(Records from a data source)
★ ★ ★

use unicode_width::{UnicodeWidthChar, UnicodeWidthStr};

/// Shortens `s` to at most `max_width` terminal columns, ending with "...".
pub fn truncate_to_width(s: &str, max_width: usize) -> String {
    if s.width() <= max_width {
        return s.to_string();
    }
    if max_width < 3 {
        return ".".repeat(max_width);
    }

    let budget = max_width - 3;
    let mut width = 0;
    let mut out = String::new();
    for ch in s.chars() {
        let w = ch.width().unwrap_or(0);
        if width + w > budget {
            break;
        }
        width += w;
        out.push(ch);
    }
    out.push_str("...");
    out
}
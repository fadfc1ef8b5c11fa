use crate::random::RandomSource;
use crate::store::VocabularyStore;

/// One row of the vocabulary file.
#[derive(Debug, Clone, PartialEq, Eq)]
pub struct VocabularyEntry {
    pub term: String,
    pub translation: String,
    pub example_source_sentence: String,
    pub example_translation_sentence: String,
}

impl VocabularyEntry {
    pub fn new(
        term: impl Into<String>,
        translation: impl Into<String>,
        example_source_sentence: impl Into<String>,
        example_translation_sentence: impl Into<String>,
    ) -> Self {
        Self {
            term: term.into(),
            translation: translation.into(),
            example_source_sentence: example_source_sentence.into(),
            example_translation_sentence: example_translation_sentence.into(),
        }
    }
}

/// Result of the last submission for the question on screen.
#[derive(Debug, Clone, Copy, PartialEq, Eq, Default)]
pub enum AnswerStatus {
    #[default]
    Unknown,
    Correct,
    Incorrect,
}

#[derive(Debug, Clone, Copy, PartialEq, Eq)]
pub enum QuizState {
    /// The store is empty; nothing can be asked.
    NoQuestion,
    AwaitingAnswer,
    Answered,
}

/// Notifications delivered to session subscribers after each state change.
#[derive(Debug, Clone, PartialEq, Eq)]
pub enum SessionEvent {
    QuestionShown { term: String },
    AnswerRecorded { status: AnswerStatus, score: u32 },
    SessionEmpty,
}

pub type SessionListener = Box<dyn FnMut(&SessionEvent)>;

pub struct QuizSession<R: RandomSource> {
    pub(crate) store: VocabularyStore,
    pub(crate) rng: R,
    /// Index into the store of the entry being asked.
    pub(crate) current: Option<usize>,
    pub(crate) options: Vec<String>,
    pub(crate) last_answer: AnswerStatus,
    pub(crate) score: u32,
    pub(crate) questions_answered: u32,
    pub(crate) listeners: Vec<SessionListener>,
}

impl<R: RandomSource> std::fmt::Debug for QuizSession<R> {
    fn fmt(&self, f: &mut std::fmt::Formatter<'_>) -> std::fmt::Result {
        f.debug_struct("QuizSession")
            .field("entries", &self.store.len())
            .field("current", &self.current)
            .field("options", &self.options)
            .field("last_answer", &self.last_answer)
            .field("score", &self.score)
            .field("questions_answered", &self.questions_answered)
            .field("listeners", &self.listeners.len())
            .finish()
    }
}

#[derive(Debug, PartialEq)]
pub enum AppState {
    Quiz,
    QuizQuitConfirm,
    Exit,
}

★ ★ ★

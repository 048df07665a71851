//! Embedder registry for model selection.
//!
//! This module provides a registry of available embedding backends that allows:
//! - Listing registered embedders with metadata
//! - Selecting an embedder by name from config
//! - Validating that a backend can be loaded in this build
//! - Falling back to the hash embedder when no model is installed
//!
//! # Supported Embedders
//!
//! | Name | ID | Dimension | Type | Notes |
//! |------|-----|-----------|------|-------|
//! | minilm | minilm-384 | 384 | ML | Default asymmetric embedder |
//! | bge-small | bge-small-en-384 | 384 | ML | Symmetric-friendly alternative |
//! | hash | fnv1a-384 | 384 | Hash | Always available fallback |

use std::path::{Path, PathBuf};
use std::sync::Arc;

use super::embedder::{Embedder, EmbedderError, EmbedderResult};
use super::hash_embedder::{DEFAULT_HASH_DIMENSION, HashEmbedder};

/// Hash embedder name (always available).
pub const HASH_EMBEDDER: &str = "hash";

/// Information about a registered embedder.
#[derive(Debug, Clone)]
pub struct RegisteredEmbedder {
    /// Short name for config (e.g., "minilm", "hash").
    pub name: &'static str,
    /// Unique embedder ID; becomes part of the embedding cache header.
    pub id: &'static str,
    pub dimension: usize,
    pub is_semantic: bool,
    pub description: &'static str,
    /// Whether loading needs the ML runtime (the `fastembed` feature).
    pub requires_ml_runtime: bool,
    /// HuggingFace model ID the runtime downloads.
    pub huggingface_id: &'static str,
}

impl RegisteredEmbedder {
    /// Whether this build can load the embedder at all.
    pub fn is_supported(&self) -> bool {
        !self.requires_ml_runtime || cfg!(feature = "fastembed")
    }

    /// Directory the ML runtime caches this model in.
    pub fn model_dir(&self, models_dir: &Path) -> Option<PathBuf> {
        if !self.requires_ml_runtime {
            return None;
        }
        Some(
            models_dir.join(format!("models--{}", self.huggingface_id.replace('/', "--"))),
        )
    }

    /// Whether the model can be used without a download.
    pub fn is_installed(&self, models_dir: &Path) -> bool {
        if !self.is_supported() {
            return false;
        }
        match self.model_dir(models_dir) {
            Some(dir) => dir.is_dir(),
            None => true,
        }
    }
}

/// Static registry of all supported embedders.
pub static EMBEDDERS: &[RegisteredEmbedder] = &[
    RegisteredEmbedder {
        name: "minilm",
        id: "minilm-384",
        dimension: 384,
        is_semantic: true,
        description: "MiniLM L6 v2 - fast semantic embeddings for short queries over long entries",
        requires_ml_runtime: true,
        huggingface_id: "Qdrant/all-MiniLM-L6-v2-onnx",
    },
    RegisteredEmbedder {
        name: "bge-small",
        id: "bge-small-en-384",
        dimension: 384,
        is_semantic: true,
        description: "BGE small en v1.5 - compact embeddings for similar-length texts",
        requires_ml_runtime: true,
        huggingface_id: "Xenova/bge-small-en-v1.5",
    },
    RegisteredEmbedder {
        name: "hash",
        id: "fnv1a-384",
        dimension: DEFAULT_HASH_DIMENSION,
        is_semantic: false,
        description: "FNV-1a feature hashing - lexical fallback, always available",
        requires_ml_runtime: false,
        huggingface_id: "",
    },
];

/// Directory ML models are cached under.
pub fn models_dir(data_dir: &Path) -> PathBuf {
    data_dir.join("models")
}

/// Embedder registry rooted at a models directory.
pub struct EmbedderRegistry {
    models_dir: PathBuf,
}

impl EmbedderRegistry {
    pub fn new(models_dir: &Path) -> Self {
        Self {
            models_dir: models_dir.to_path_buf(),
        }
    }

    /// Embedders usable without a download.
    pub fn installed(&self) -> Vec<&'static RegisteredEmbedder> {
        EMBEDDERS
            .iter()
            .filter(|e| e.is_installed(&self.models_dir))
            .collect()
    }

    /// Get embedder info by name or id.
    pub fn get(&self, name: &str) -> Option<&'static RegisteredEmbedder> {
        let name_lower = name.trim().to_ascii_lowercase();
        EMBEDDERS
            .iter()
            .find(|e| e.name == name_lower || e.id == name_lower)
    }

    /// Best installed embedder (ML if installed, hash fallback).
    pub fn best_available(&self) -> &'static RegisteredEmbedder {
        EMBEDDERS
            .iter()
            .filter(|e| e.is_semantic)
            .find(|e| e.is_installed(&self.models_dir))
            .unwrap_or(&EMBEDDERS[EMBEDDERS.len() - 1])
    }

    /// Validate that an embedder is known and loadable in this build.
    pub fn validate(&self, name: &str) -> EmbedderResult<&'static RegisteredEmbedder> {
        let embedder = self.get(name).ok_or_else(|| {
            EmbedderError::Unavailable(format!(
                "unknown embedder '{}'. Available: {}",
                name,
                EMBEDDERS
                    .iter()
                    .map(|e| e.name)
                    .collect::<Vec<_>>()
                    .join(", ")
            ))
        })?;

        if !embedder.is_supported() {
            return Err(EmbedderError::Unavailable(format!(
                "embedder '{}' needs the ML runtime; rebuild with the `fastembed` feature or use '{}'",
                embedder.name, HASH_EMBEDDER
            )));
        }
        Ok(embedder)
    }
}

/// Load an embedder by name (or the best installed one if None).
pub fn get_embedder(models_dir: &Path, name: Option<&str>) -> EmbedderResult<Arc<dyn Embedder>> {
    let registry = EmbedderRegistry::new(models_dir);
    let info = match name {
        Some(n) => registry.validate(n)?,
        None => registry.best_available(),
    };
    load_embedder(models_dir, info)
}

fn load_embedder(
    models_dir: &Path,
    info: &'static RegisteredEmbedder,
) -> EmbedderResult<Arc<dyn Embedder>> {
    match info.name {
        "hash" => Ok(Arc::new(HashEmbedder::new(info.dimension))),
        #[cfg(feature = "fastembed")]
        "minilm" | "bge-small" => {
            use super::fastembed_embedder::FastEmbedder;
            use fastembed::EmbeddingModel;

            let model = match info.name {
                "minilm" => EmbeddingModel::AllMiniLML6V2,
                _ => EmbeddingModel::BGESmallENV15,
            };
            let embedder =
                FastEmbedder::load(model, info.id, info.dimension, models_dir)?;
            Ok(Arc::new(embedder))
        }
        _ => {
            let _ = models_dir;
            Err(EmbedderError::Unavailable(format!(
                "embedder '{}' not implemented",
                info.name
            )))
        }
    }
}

★ ★ ★

▶ [PROBLEM]
Note each line above that holds "needs", then copy all of them.

▶ [EXERCISE OUTPUT]
    /// Whether loading needs the ML runtime (the `fastembed` feature).
                "embedder '{}' needs the ML runtime; rebuild with the `fastembed` feature or use '{}'",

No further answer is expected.